» Supplied material:
use dioxus::prelude::*;
use shared_types::{Training, TrainingRequest};
use shared_ui::components::{
    AlertDialogAction, AlertDialogActions, AlertDialogCancel, AlertDialogContent,
    AlertDialogDescription, AlertDialogRoot, AlertDialogTitle, Form, Input, Separator, Sheet,
    SheetClose, SheetContent, SheetDescription, SheetFooter, SheetHeader, SheetSide, SheetTitle,
    Textarea,
};
use shared_ui::{use_toast, ToastOptions};

/// Controls whether the form is in Create or Edit mode.
#[derive(Clone, Copy, PartialEq)]
pub enum FormMode {
    Create,
    Edit,
}

/// Unified create/edit form for trainings, rendered inside a Sheet.
#[component]
pub fn TrainingFormSheet(
    mode: FormMode,
    initial: Option<Training>,
    open: bool,
    on_close: EventHandler<()>,
    on_saved: EventHandler<()>,
) -> Element {
    let toast = use_toast();

    let mut title = use_signal(String::new);
    let mut category = use_signal(String::new);
    let mut description = use_signal(String::new);
    let mut start_date = use_signal(String::new);
    let mut end_date = use_signal(String::new);

    // Hydrate on every open transition so a cancelled edit never leaks into
    // the next session of the form.
    let initial_for_hydration = initial.clone();
    let mut was_open = use_signal(|| false);

    use_effect(move || {
        let opening = open && !*was_open.peek();
        was_open.set(open);
        if !opening {
            return;
        }
        match &initial_for_hydration {
            Some(data) => {
                title.set(data.title.clone());
                category.set(data.category.clone());
                description.set(data.description.clone());
                start_date.set(data.start_date.to_string());
                end_date.set(data.end_date.to_string());
            }
            None => {
                title.set(String::new());
                category.set(String::new());
                description.set(String::new());
                start_date.set(String::new());
                end_date.set(String::new());
            }
        }
    });

    // --- Dirty state ---
    let mut initial_snapshot = use_signal(String::new);

    use_effect(move || {
        if open {
            initial_snapshot.set(snapshot(&title, &category, &description, &start_date, &end_date));
        }
    });

    let is_dirty = move || {
        *initial_snapshot.read()
            != snapshot(&title, &category, &description, &start_date, &end_date)
    };

    let mut show_discard = use_signal(|| false);

    let try_close = move |_| {
        if is_dirty() {
            show_discard.set(true);
        } else {
            on_close.call(());
        }
    };

    // --- Submit ---
    let mut in_flight = use_signal(|| false);
    let mut delete_confirm = use_signal(|| false);
    let initial_for_save = initial.clone();
    let initial_for_delete = initial.clone();

    let handle_save = move |_: FormEvent| {
        if *in_flight.read() {
            return;
        }

        for (value, label) in [
            (&title, "Title"),
            (&category, "Category"),
            (&start_date, "Start date"),
            (&end_date, "End date"),
        ] {
            if value.read().trim().is_empty() {
                toast.error(format!("{label} is required."), ToastOptions::new());
                return;
            }
        }

        let request = TrainingRequest {
            title: title.read().trim().to_string(),
            category: category.read().trim().to_string(),
            description: description.read().clone(),
            start_date: start_date.read().clone(),
            end_date: end_date.read().clone(),
        };
        let id = initial_for_save.as_ref().map(|t| t.id);

        spawn(async move {
            in_flight.set(true);
            let result = match (mode, id) {
                (FormMode::Edit, Some(id)) => {
                    server::api::update_training(id, request).await.map(|_| ())
                }
                _ => server::api::create_training(request).await.map(|_| ()),
            };
            match result {
                Ok(()) => {
                    on_saved.call(());
                    on_close.call(());
                    let verb = if mode == FormMode::Create { "created" } else { "updated" };
                    toast.success(format!("Training {verb} successfully"), ToastOptions::new());
                }
                Err(e) => {
                    toast.error(
                        shared_types::AppError::friendly_message(&e.to_string()),
                        ToastOptions::new(),
                    );
                }
            }
            in_flight.set(false);
        });
    };

    let handle_delete = move |_: MouseEvent| {
        let Some(id) = initial_for_delete.as_ref().map(|t| t.id) else {
            return;
        };
        spawn(async move {
            in_flight.set(true);
            match server::api::delete_training(id).await {
                Ok(()) => {
                    delete_confirm.set(false);
                    on_saved.call(());
                    on_close.call(());
                    toast.success("Training deleted successfully".to_string(), ToastOptions::new());
                }
                Err(e) => {
                    toast.error(
                        shared_types::AppError::friendly_message(&e.to_string()),
                        ToastOptions::new(),
                    );
                }
            }
            in_flight.set(false);
        });
    };

    let sheet_title = match mode {
        FormMode::Create => "New Training",
        FormMode::Edit => "Edit Training",
    };
    let description_text = match mode {
        FormMode::Create => "Schedule a new training.",
        FormMode::Edit => "Modify or delete this training.",
    };
    let submit_label = match mode {
        FormMode::Create => "Create Training",
        FormMode::Edit => "Save Changes",
    };

    rsx! {
        Sheet {
            open,
            on_close: try_close,
            side: SheetSide::Right,
            SheetContent {
                SheetHeader {
                    SheetTitle { "{sheet_title}" }
                    SheetDescription { "{description_text}" }
                    SheetClose { on_close: try_close }
                }

                Form {
                    onsubmit: handle_save,

                    div {
                        class: "sheet-form",

                        Input {
                            label: "Title *",
                            value: title.read().clone(),
                            on_input: move |e: FormEvent| title.set(e.value()),
                        }

                        Input {
                            label: "Category *",
                            value: category.read().clone(),
                            on_input: move |e: FormEvent| category.set(e.value()),
                            placeholder: "e.g., IT, Soft Skills",
                        }

                        Input {
                            label: "Start Date *",
                            input_type: "date",
                            value: start_date.read().clone(),
                            on_input: move |e: FormEvent| start_date.set(e.value()),
                        }

                        Input {
                            label: "End Date *",
                            input_type: "date",
                            value: end_date.read().clone(),
                            on_input: move |e: FormEvent| end_date.set(e.value()),
                        }

                        Textarea {
                            label: "Description",
                            value: description.read().clone(),
                            on_input: move |e: FormEvent| description.set(e.value()),
                        }
                    }

                    Separator {}

                    SheetFooter {
                        div {
                            class: "sheet-footer-actions",
                            if mode == FormMode::Edit {
                                button {
                                    class: "button",
                                    "data-style": "destructive",
                                    r#type: "button",
                                    disabled: *in_flight.read(),
                                    onclick: move |_| delete_confirm.set(true),
                                    "Delete"
                                }
                            }
                            SheetClose { on_close: try_close }
                            button {
                                class: "button",
                                "data-style": "primary",
                                r#type: "submit",
                                disabled: *in_flight.read(),
                                if *in_flight.read() { "Saving..." } else { "{submit_label}" }
                            }
                        }
                    }
                }
            }
        }

        AlertDialogRoot {
            open: *show_discard.read(),
            on_open_change: move |open: bool| show_discard.set(open),
            AlertDialogContent {
                AlertDialogTitle { "Discard changes?" }
                AlertDialogDescription {
                    "You have unsaved changes. Are you sure you want to close without saving?"
                }
                AlertDialogActions {
                    AlertDialogCancel { "Keep Editing" }
                    AlertDialogAction {
                        on_click: move |_| {
                            show_discard.set(false);
                            on_close.call(());
                        },
                        "Discard"
                    }
                }
            }
        }

        AlertDialogRoot {
            open: *delete_confirm.read(),
            on_open_change: move |open: bool| delete_confirm.set(open),
            AlertDialogContent {
                AlertDialogTitle { "Delete Training" }
                AlertDialogDescription {
                    "Are you sure you want to delete this training? This action cannot be undone."
                }
                AlertDialogActions {
                    AlertDialogCancel { "Cancel" }
                    AlertDialogAction {
                        on_click: handle_delete,
                        if *in_flight.read() { "Deleting..." } else { "Delete" }
                    }
                }
            }
        }
    }
}

fn snapshot(
    title: &Signal<String>,
    category: &Signal<String>,
    description: &Signal<String>,
    start_date: &Signal<String>,
    end_date: &Signal<String>,
) -> String {
    serde_json::json!({
        "title": title.read().clone(),
        "category": category.read().clone(),
        "description": description.read().clone(),
        "start_date": start_date.read().clone(),
        "end_date": end_date.read().clone(),
    })
    .to_string()
}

» Instructions for the task:
The records above, in their entirety, need to be set down again exactly.

» Expected output:
use dioxus::prelude::*;
use shared_types::{Training, TrainingRequest};
use shared_ui::components::{
    AlertDialogAction, AlertDialogActions, AlertDialogCancel, AlertDialogContent,
    AlertDialogDescription, AlertDialogRoot, AlertDialogTitle, Form, Input, Separator, Sheet,
    SheetClose, SheetContent, SheetDescription, SheetFooter, SheetHeader, SheetSide, SheetTitle,
    Textarea,
};
use shared_ui::{use_toast, ToastOptions};

/// Controls whether the form is in Create or Edit mode.
#[derive(Clone, Copy, PartialEq)]
pub enum FormMode {
    Create,
    Edit,
}

/// Unified create/edit form for trainings, rendered inside a Sheet.
#[component]
pub fn TrainingFormSheet(
    mode: FormMode,
    initial: Option<Training>,
    open: bool,
    on_close: EventHandler<()>,
    on_saved: EventHandler<()>,
) -> Element {
    let toast = use_toast();

    let mut title = use_signal(String::new);
    let mut category = use_signal(String::new);
    let mut description = use_signal(String::new);
    let mut start_date = use_signal(String::new);
    let mut end_date = use_signal(String::new);

    // Hydrate on every open transition so a cancelled edit never leaks into
    // the next session of the form.
    let initial_for_hydration = initial.clone();
    let mut was_open = use_signal(|| false);

    use_effect(move || {
        let opening = open && !*was_open.peek();
        was_open.set(open);
        if !opening {
            return;
        }
        match &initial_for_hydration {
            Some(data) => {
                title.set(data.title.clone());
                category.set(data.category.clone());
                description.set(data.description.clone());
                start_date.set(data.start_date.to_string());
                end_date.set(data.end_date.to_string());
            }
            None => {
                title.set(String::new());
                category.set(String::new());
                description.set(String::new());
                start_date.set(String::new());
                end_date.set(String::new());
            }
        }
    });

    // --- Dirty state ---
    let mut initial_snapshot = use_signal(String::new);

    use_effect(move || {
        if open {
            initial_snapshot.set(snapshot(&title, &category, &description, &start_date, &end_date));
        }
    });

    let is_dirty = move || {
        *initial_snapshot.read()
            != snapshot(&title, &category, &description, &start_date, &end_date)
    };

    let mut show_discard = use_signal(|| false);

    let try_close = move |_| {
        if is_dirty() {
            show_discard.set(true);
        } else {
            on_close.call(());
        }
    };

    // --- Submit ---
    let mut in_flight = use_signal(|| false);
    let mut delete_confirm = use_signal(|| false);
    let initial_for_save = initial.clone();
    let initial_for_delete = initial.clone();

    let handle_save = move |_: FormEvent| {
        if *in_flight.read() {
            return;
        }

        for (value, label) in [
            (&title, "Title"),
            (&category, "Category"),
            (&start_date, "Start date"),
            (&end_date, "End date"),
        ] {
            if value.read().trim().is_empty() {
                toast.error(format!("{label} is required."), ToastOptions::new());
                return;
            }
        }

        let request = TrainingRequest {
            title: title.read().trim().to_string(),
            category: category.read().trim().to_string(),
            description: description.read().clone(),
            start_date: start_date.read().clone(),
            end_date: end_date.read().clone(),
        };
        let id = initial_for_save.as_ref().map(|t| t.id);

        spawn(async move {
            in_flight.set(true);
            let result = match (mode, id) {
                (FormMode::Edit, Some(id)) => {
                    server::api::update_training(id, request).await.map(|_| ())
                }
                _ => server::api::create_training(request).await.map(|_| ()),
            };
            match result {
                Ok(()) => {
                    on_saved.call(());
                    on_close.call(());
                    let verb = if mode == FormMode::Create { "created" } else { "updated" };
                    toast.success(format!("Training {verb} successfully"), ToastOptions::new());
                }
                Err(e) => {
                    toast.error(
                        shared_types::AppError::friendly_message(&e.to_string()),
                        ToastOptions::new(),
                    );
                }
            }
            in_flight.set(false);
        });
    };

    let handle_delete = move |_: MouseEvent| {
        let Some(id) = initial_for_delete.as_ref().map(|t| t.id) else {
            return;
        };
        spawn(async move {
            in_flight.set(true);
            match server::api::delete_training(id).await {
                Ok(()) => {
                    delete_confirm.set(false);
                    on_saved.call(());
                    on_close.call(());
                    toast.success("Training deleted successfully".to_string(), ToastOptions::new());
                }
                Err(e) => {
                    toast.error(
                        shared_types::AppError::friendly_message(&e.to_string()),
                        ToastOptions::new(),
                    );
                }
            }
            in_flight.set(false);
        });
    };

    let sheet_title = match mode {
        FormMode::Create => "New Training",
        FormMode::Edit => "Edit Training",
    };
    let description_text = match mode {
        FormMode::Create => "Schedule a new training.",
        FormMode::Edit => "Modify or delete this training.",
    };
    let submit_label = match mode {
        FormMode::Create => "Create Training",
        FormMode::Edit => "Save Changes",
    };

    rsx! {
        Sheet {
            open,
            on_close: try_close,
            side: SheetSide::Right,
            SheetContent {
                SheetHeader {
                    SheetTitle { "{sheet_title}" }
                    SheetDescription { "{description_text}" }
                    SheetClose { on_close: try_close }
                }

                Form {
                    onsubmit: handle_save,

                    div {
                        class: "sheet-form",

                        Input {
                            label: "Title *",
                            value: title.read().clone(),
                            on_input: move |e: FormEvent| title.set(e.value()),
                        }

                        Input {
                            label: "Category *",
                            value: category.read().clone(),
                            on_input: move |e: FormEvent| category.set(e.value()),
                            placeholder: "e.g., IT, Soft Skills",
                        }

                        Input {
                            label: "Start Date *",
                            input_type: "date",
                            value: start_date.read().clone(),
                            on_input: move |e: FormEvent| start_date.set(e.value()),
                        }

                        Input {
                            label: "End Date *",
                            input_type: "date",
                            value: end_date.read().clone(),
                            on_input: move |e: FormEvent| end_date.set(e.value()),
                        }

                        Textarea {
                            label: "Description",
                            value: description.read().clone(),
                            on_input: move |e: FormEvent| description.set(e.value()),
                        }
                    }

                    Separator {}

                    SheetFooter {
                        div {
                            class: "sheet-footer-actions",
                            if mode == FormMode::Edit {
                                button {
                                    class: "button",
                                    "data-style": "destructive",
                                    r#type: "button",
                                    disabled: *in_flight.read(),
                                    onclick: move |_| delete_confirm.set(true),
                                    "Delete"
                                }
                            }
                            SheetClose { on_close: try_close }
                            button {
                                class: "button",
                                "data-style": "primary",
                                r#type: "submit",
                                disabled: *in_flight.read(),
                                if *in_flight.read() { "Saving..." } else { "{submit_label}" }
                            }
                        }
                    }
                }
            }
        }

        AlertDialogRoot {
            open: *show_discard.read(),
            on_open_change: move |open: bool| show_discard.set(open),
            AlertDialogContent {
                AlertDialogTitle { "Discard changes?" }
                AlertDialogDescription {
                    "You have unsaved changes. Are you sure you want to close without saving?"
                }
                AlertDialogActions {
                    AlertDialogCancel { "Keep Editing" }
                    AlertDialogAction {
                        on_click: move |_| {
                            show_discard.set(false);
                            on_close.call(());
                        },
                        "Discard"
                    }
                }
            }
        }

        AlertDialogRoot {
            open: *delete_confirm.read(),
            on_open_change: move |open: bool| delete_confirm.set(open),
            AlertDialogContent {
                AlertDialogTitle { "Delete Training" }
                AlertDialogDescription {
                    "Are you sure you want to delete this training? This action cannot be undone."
                }
                AlertDialogActions {
                    AlertDialogCancel { "Cancel" }
                    AlertDialogAction {
                        on_click: handle_delete,
                        if *in_flight.read() { "Deleting..." } else { "Delete" }
                    }
                }
            }
        }
    }
}

fn snapshot(
    title: &Signal<String>,
    category: &Signal<String>,
    description: &Signal<String>,
    start_date: &Signal<String>,
    end_date: &Signal<String>,
) -> String {
    serde_json::json!({
        "title": title.read().clone(),
        "category": category.read().clone(),
        "description": description.read().clone(),
        "start_date": start_date.read().clone(),
        "end_date": end_date.read().clone(),
    })
    .to_string()
}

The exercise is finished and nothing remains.